Funding Patient Focused Research

Funding patient-focused research for brain cancer is the priority of the foundation.  The goal is to support the development of better treatments that offer long-term survival for patients with brain cancer or gliomas. Projects are evaluated on scientific merit, but also extend to “riskier” science that may be viewed by others as too difficult to develop.

The Ivy Brain Tumor Center at Barrow Neurological Institute, created in 2018, is a nonprofit translational research program that offers state-of-the-art clinical trials for patients with aggressive brain tumors. The center is home to the largest Phase 0 Clinical Trials Program.  Ivy Phase 0 clinical trials allow patients to receive individualized treatment in a fraction of the time and costs associated with traditional drug research and development.

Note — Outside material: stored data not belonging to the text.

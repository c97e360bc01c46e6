use crate::board::{Board, PlayerId, WINNING_LINES};

/// Returns true when any winning line is fully owned by `player`.
///
/// # Examples
///
/// ```
/// use tictactoe_engine::board::{Board, PlayerId};
/// use tictactoe_engine::rules::game_is_won;
///
/// let mut board = Board::new();
/// for cell in [2, 4, 6] {
///     board.claim(cell, PlayerId::Two);
/// }
/// assert!(game_is_won(&board, PlayerId::Two));
/// assert!(!game_is_won(&board, PlayerId::One));
/// ```
pub fn game_is_won(board: &Board, player: PlayerId) -> bool {
    winning_line(board, player).is_some()
}

/// Returns the first winning line (in table order) fully owned by `player`.
pub fn winning_line(board: &Board, player: PlayerId) -> Option<[usize; 3]> {
    WINNING_LINES
        .iter()
        .copied()
        .find(|line| board.count_owned(line, player) == 3)
}

/// Returns true when no cell is empty.
///
/// Callers check [`game_is_won`] first: a full board that also holds a
/// winning line is a win, not a draw.
pub fn game_is_draw(board: &Board) -> bool {
    board.is_full()
}

#[cfg(test)]
mod tests {
    use super::*;

    #[test]
    fn empty_board_is_neither_won_nor_drawn() {
        let b = Board::new();
        assert!(!game_is_won(&b, PlayerId::One));
        assert!(!game_is_won(&b, PlayerId::Two));
        assert!(!game_is_draw(&b));
    }

    #[test]
    fn mixed_line_does_not_win() {
        let mut b = Board::new();
        b.claim(0, PlayerId::One);
        b.claim(1, PlayerId::One);
        b.claim(2, PlayerId::Two);
        assert!(!game_is_won(&b, PlayerId::One));
        assert_eq!(winning_line(&b, PlayerId::One), None);
    }
}
use crate::board::PlayerId;
use serde::{Deserialize, Serialize};

/// Who supplies a player's moves.
#[derive(Debug, Copy, Clone, Eq, PartialEq, Serialize, Deserialize)]
pub enum Role {
    /// Moves come from the caller through `Engine::apply_move`
    Human,
    /// Moves are chosen by the engine's strategy through `Engine::apply_computer_move`
    Computer,
}

/// One seat of the game with its turn flag and move counter.
/// The avatar reference is opaque and passed through unchanged.
#[derive(Debug, Clone, Eq, PartialEq, Serialize, Deserialize)]
pub struct Player {
    id: PlayerId,
    role: Role,
    is_current_turn: bool,
    moves_taken: u32,
    avatar: String,
}

impl Player {
    pub fn new(id: PlayerId, role: Role, is_current_turn: bool, avatar: impl Into<String>) -> Self {
        Self {
            id,
            role,
            is_current_turn,
            moves_taken: 0,
            avatar: avatar.into(),
        }
    }

    pub fn id(&self) -> PlayerId {
        self.id
    }
    pub fn role(&self) -> Role {
        self.role
    }
    pub fn is_current_turn(&self) -> bool {
        self.is_current_turn
    }
    pub fn moves_taken(&self) -> u32 {
        self.moves_taken
    }
    pub fn avatar(&self) -> &str {
        &self.avatar
    }

    pub fn is_computer(&self) -> bool {
        self.role == Role::Computer
    }

    pub(crate) fn set_role(&mut self, role: Role) {
        self.role = role;
    }

    pub(crate) fn set_current_turn(&mut self, flag: bool) {
        self.is_current_turn = flag;
    }

    pub(crate) fn record_move(&mut self) {
        self.moves_taken += 1;
    }
}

The Ivy Brain Tumor Center will expand into a new 75,000 square foot building in 2023 in downtown Phoenix.  This will be the largest translational research center dedicated solely to brain tumors in the world.

The Ivy Foundation also distributes grants nationally and internationally.  The Ben & Catherine Ivy Foundation Emerging Leader Award provides grant support to early-to-mid-career investigators conducting high-impact, high-reward translational research for glioblastoma and its Emerging Adult Glioma Award provides grant support to investigators conducting high-impact, high-reward translational research for the disease.

Advancing Patient Care

During the pandemic, the Ben and Catherine Ivy Foundation donated $1 million to the COVID-19 vaccination site at State Farm Stadium in Glendale, as well as over $5 million to the Arizona Coronavirus Relief Fund.

Catherine has served as a member of the Mayo Clinic Arizona Leadership Council, a board member of the Board of Directors of the Translational Genomics Research Institute (TGen) Foundation, the Advisory Board of the Barrow Neurological Institute, the Advisory Council of the Society of St. Vincent de Paul, and the Advisory Board of PathNorth. She also had been on the Advisory Board of the National Brain Tumor Society and served on the External Scientific Committee for The Cancer Genome Atlas (TCGA) with the National Institutes of Health.

 

 

Posted in AZBio News.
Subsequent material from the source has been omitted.